Khaled Choudhury was born in the year of 1919. He was a popular theatre personality who was engaged in designing sets. His first break came by accident when Sombhu Mitra asked him to design and make the set for Tagore`s Rakta-karabi i.e. `Red Oleander` staged by Bohurupee in 1954. He was an adept painter, sketcher, and musician, who also devised special musical instruments for Rakta-karabi. Since then, he has imaginatively designed and supervised construction for over fifty productions by leading Calcutta groups. The list also included some of Bohurupee`s historic interpretations of Tagore and Badal Sircar.

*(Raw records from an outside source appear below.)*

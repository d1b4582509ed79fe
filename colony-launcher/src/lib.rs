//! The launcher: HTTP front door for tasks.
//!
//! `POST /tasks` creates a pending task row, resolves the requested tool
//! names to schemas against the tool runtime, and publishes `task-create`;
//! everything after that is event choreography. `GET /results` reads the
//! task row; `GET /health` reports only when the tool runtime, the KV store
//! and the bus are all reachable. The launcher also consumes the task
//! terminal events and overwrites the row with its final state.

use axum::extract::rejection::JsonRejection;
use axum::extract::{Query, State};
use axum::http::StatusCode;
use axum::response::{IntoResponse, Response};
use axum::routing::{get, post};
use axum::{Json, Router};
use colony_bus::{emit, subscribe, BusError, EventBus};
use colony_core::subject::queue;
use colony_core::{AgentId, Message, TaskCreateEvent, TaskErrorEvent, TaskFinishEvent, ToolSchema};
use colony_store::{TaskStatus, TaskStore};
use serde::{Deserialize, Serialize};
use std::sync::Arc;
use tracing::{error, info, warn};

/// `POST /tasks` request body.
#[derive(Debug, Clone, Deserialize)]
pub struct CreateTaskRequest {
    pub task: String,
    #[serde(default)]
    pub system_prompt: String,
    #[serde(default)]
    pub conversation: Vec<Message>,
    /// Tool names to resolve. Absent means "all registered tools"; an empty
    /// list means none.
    #[serde(default)]
    pub tools: Option<Vec<String>>,
}

/// `POST /tasks` response body.
#[derive(Debug, Serialize)]
pub struct CreateTaskResponse {
    pub agent_id: AgentId,
    pub status: &'static str,
}

/// `GET /results` response body.
#[derive(Debug, Serialize)]
pub struct ResultResponse {
    pub agent_id: String,
    pub status: &'static str,
    #[serde(skip_serializing_if = "Option::is_none")]
    pub result: Option<String>,
    #[serde(skip_serializing_if = "Option::is_none")]
    pub message: Option<String>,
}

/// API errors, mapped onto status codes.
#[derive(Debug)]
pub enum ApiError {
    BadRequest(String),
    Internal(String),
    Unavailable(String),
}

impl IntoResponse for ApiError {
    fn into_response(self) -> Response {
        let (status, message) = match self {
            ApiError::BadRequest(message) => (StatusCode::BAD_REQUEST, message),
            ApiError::Internal(message) => (StatusCode::INTERNAL_SERVER_ERROR, message),
            ApiError::Unavailable(message) => (StatusCode::SERVICE_UNAVAILABLE, message),
        };
        (status, Json(serde_json::json!({"error": message}))).into_response()
    }
}

/// Launcher state shared across handlers.
pub struct Launcher {
    bus: Arc<dyn EventBus>,
    tasks: TaskStore,
    tool_runtime_url: String,
    http: reqwest::Client,
}

impl Launcher {
    pub fn new(bus: Arc<dyn EventBus>, tasks: TaskStore, tool_runtime_url: String) -> Self {
        Self {
            bus,
            tasks,
            tool_runtime_url,
            http: reqwest::Client::new(),
        }
    }

    /// Consume the task terminal events; both handlers overwrite the row.
    pub async fn subscribe(self: &Arc<Self>) -> Result<(), BusError> {
        let this = self.clone();
        subscribe::<TaskFinishEvent, _, _>(self.bus.as_ref(), queue::LAUNCHER, move |event| {
            let this = this.clone();
            async move {
                info!(agent_id = %event.agent_id, "task finished");
                if let Err(err) = this.tasks.mark_success(&event.agent_id, &event.result).await {
                    error!(agent_id = %event.agent_id, %err, "failed to record task success");
                }
            }
        })
        .await?;

        let this = self.clone();
        subscribe::<TaskErrorEvent, _, _>(self.bus.as_ref(), queue::LAUNCHER, move |event| {
            let this = this.clone();
            async move {
                warn!(agent_id = %event.agent_id, error = %event.error, "task failed");
                if let Err(err) = this.tasks.mark_failed(&event.agent_id, &event.error).await {
                    error!(agent_id = %event.agent_id, %err, "failed to record task failure");
                }
            }
        })
        .await
    }

    /// Accept a task: pending row, schema resolution, `task-create`. The
    /// row is rolled back if either later step fails.
    pub async fn create_task(
        &self,
        request: CreateTaskRequest,
    ) -> Result<CreateTaskResponse, ApiError> {
        let agent_id = AgentId::primary();

        self.tasks
            .create_pending(&agent_id, &request.task)
            .await
            .map_err(|err| ApiError::Internal(format!("failed to create task: {err}")))?;

        let schemas = match self.fetch_schemas(request.tools.as_deref()).await {
            Ok(schemas) => schemas,
            Err(err) => {
                self.rollback(&agent_id).await;
                return Err(ApiError::Internal(format!(
                    "failed to resolve tool schemas: {err}"
                )));
            }
        };

        let event = TaskCreateEvent::new(
            agent_id.clone(),
            request.task,
            request.system_prompt,
            schemas,
            request.conversation,
        );
        if let Err(err) = emit(self.bus.as_ref(), &event).await {
            self.rollback(&agent_id).await;
            return Err(ApiError::Internal(format!("failed to publish task: {err}")));
        }

        info!(agent_id = %agent_id, "task created");
        Ok(CreateTaskResponse {
            agent_id,
            status: "pending",
        })
    }

    /// Read the task row; always answers, even for unknown ids.
    pub async fn lookup_result(&self, agent_id: &str) -> ResultResponse {
        let not_found = || ResultResponse {
            agent_id: agent_id.to_string(),
            status: "failed",
            result: None,
            message: Some("Task not found".into()),
        };

        let Ok(parsed) = AgentId::parse(agent_id) else {
            return not_found();
        };
        let record = match self.tasks.get(&parsed).await {
            Ok(Some(record)) => record,
            Ok(None) => return not_found(),
            Err(err) => {
                error!(agent_id = %parsed, %err, "failed to load task row");
                return not_found();
            }
        };

        match record.status {
            TaskStatus::Pending => ResultResponse {
                agent_id: agent_id.to_string(),
                status: "pending",
                result: None,
                message: Some("Task still in progress".into()),
            },
            TaskStatus::Success => ResultResponse {
                agent_id: agent_id.to_string(),
                status: "completed",
                result: Some(record.result),
                message: None,
            },
            TaskStatus::Failed => ResultResponse {
                agent_id: agent_id.to_string(),
                status: "failed",
                result: None,
                message: Some(record.result),
            },
        }
    }

    /// Probe every collaborator this service depends on.
    pub async fn health(&self) -> Result<(), ApiError> {
        let tool_health = self
            .http
            .get(format!("{}/health", self.tool_runtime_url))
            .send()
            .await;
        match tool_health {
            Ok(response) if response.status().is_success() => {}
            _ => return Err(ApiError::Unavailable("tool runtime not ready".into())),
        }

        if self.tasks.health_check().await.is_err() {
            return Err(ApiError::Unavailable("key-value store not ready".into()));
        }
        if !self.bus.is_connected() {
            return Err(ApiError::Unavailable("event bus not connected".into()));
        }
        Ok(())
    }

    async fn fetch_schemas(&self, tools: Option<&[String]>) -> Result<Vec<ToolSchema>, String> {
        #[derive(Serialize)]
        struct SchemasRequest<'a> {
            tools: Option<&'a [String]>,
        }
        #[derive(Deserialize)]
        struct SchemasResponse {
            #[serde(default)]
            schemas: Vec<ToolSchema>,
        }

        let response = self
            .http
            .post(format!("{}/schemas", self.tool_runtime_url))
            .json(&SchemasRequest { tools })
            .send()
            .await
            .map_err(|err| err.to_string())?;
        if !response.status().is_success() {
            return Err(format!("tool runtime returned status {}", response.status()));
        }
        let body: SchemasResponse = response.json().await.map_err(|err| err.to_string())?;
        Ok(body.schemas)
    }

    async fn rollback(&self, agent_id: &AgentId) {
        if let Err(err) = self.tasks.delete(agent_id).await {
            error!(agent_id = %agent_id, %err, "failed to roll back task row");
        }
    }
}

/// Build the launcher's HTTP router.
pub fn router(launcher: Arc<Launcher>) -> Router {
    Router::new()
        .route("/tasks", post(create_task))
        .route("/results", get(get_result))
        .route("/health", get(health))
        .with_state(launcher)
}

async fn create_task(
    State(launcher): State<Arc<Launcher>>,
    payload: Result<Json<CreateTaskRequest>, JsonRejection>,
) -> Result<Json<CreateTaskResponse>, ApiError> {
    let Json(request) =
        payload.map_err(|rejection| ApiError::BadRequest(rejection.body_text()))?;
    launcher.create_task(request).await.map(Json)
}

#[derive(Debug, Deserialize)]
struct ResultQuery {
    agent_id: String,
}

async fn get_result(
    State(launcher): State<Arc<Launcher>>,
    Query(query): Query<ResultQuery>,
) -> Json<ResultResponse> {
    Json(launcher.lookup_result(&query.agent_id).await)
}

async fn health(State(launcher): State<Arc<Launcher>>) -> Result<&'static str, ApiError> {
    launcher.health().await.map(|()| "OK")
}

He was unacquainted with mainstream Bengali theatre when he designed Rakta-karabi. He turned this very lack into an advantage. Viewing sets and props not as static objects for functional or decorative purposes, he conceived them in their totality as integral parts of the play. In I960 he wrote, `Stage design can never be an art in itself.... The elements of stage design are static while everything else in the play is dynamic. Therefore the endeavour should be to give the stage props a quality that would create the impression of dynamism related to the movements of the actors. The director, the stage designer and lighting designer have to work closely together to make the stage design an organic part of the performance.` Khaled Choudhury worked steadfastly on his ideas. He succeeded to a large extent in imparting this dynamic dimension to space rather than just providing a setting. His concept of decor is similar to the views of Brecht and his stage designer Caspar Neher. For Rakta-karabi he designed a set with multi-level linear compositions and a colour scheme to emphasize the soul-destroying rigidity and hierarchical nature of society in the play. He brought about a near-total change in the attitude to sets of contemporary Bengali theatre. While he seemed to have lost interest in scenography during the 1970s, shifting to folk music and folklore research, his association with theatre partially revived afterwards.